Excerpt from my short story 'My Time Remembered'




He sat at his desk thinking about life, his life in particular. A cup of tea still fresh and steaming in his hands. Leaning back in his chair, the swivels and springs creaking with age, he closed his eyes as visions of past memories danced in his head.

Images of family, friends and strangers mixed with dreams, hopes and fears all came together in the amalgam that was his life.

It was a good and long life he thought with few regrets.

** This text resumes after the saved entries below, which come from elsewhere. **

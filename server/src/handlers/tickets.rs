use axum::extract::State;
use axum::response::Response;
use chrono::Utc;

use crate::models::Actor;
use crate::routes::AppState;
use crate::services::issuance;
use crate::utils::error::AppError;
use crate::utils::response::success;
use crate::utils::AppPath;

pub async fn get_ticket(
    State(state): State<AppState>,
    actor: Actor,
    AppPath(ticket_number): AppPath<String>,
) -> Result<Response, AppError> {
    let ticket = issuance::visible_ticket(state.store.as_ref(), &actor, &ticket_number).await?;
    Ok(success(ticket, "Ticket retrieved"))
}

pub async fn cancel_ticket(
    State(state): State<AppState>,
    actor: Actor,
    AppPath(ticket_number): AppPath<String>,
) -> Result<Response, AppError> {
    let ticket =
        issuance::cancel(state.store.as_ref(), &actor, &ticket_number, Utc::now()).await?;
    Ok(success(ticket, "Ticket cancelled"))
}
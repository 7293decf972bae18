use axum::extract::State;
use axum::response::Response;
use chrono::Utc;
use serde::Deserialize;
use uuid::Uuid;

use crate::models::Actor;
use crate::routes::AppState;
use crate::services::scan::scan_ticket;
use crate::utils::error::AppError;
use crate::utils::response::success;
use crate::utils::AppJson;

/// Same body for QR scans and manual entry.
#[derive(Debug, Deserialize)]
#[serde(rename_all = "camelCase")]
pub struct ScanRequest {
    pub event_id: Uuid,
    pub ticket_number: String,
    pub scanned_by: Option<Uuid>,
}

pub async fn scan(
    State(state): State<AppState>,
    actor: Actor,
    AppJson(body): AppJson<ScanRequest>,
) -> Result<Response, AppError> {
    if body.scanned_by.is_some_and(|id| id != actor.id) {
        return Err(AppError::Forbidden(
            "scannedBy does not match the authenticated actor".to_string(),
        ));
    }

    let accepted = scan_ticket(
        state.store.as_ref(),
        &actor,
        body.event_id,
        &body.ticket_number,
        Utc::now(),
    )
    .await?;

    Ok(success(accepted, "Check-in successful"))
}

The light from the sun streaming through the bay window of his study fell on his face, the sensation felt warm on his skin. The sounds of children playing outside helped to put him in the mood to work, reminding him of the task he had set out to accomplish.

He had put out several old photo albums and at least five produce size boxes of loose photos and clippings from newspapers and magazines, all of which he wanted to use somehow in this project. Pictures and stories that spanned a lifetime were sprawled out on the large, but otherwise clean and tidy desk.

Opening his eyes and turning to his son sitting beside him in an arm chair, he asked in an almost childlike enthusiasm, "So? How do you want to start this then?"

"It’s your life dad, how did it start?"

"I was born...."

His son cocked an eyebrow and gave his father a quizzical look.

Responding quickly to his sons overly skeptical glare, "Well I was born ya know!"

"I'm not disputing that part." A thin smile beginning to form, "But do you really want to begin your life story like that?"

Thinking for only a split second, "If it’s good enough for Bill Clinton, it’s good enough for me."

He placed the teacup down gently in its saucer and crossed his arms, determined to have his way.
He paused again to think and reflect in more detail about his long life. The wrinkles in his brow thin and hardly showing, laugh lines around his eyes and cheeks creasing only slightly as he smiled. At eighty-three he was in pretty good health and physical condition and he was proud of that.

Age, he always said, was nothing more than how old you felt inside. If you felt young, your mind and body would work together to keep you young.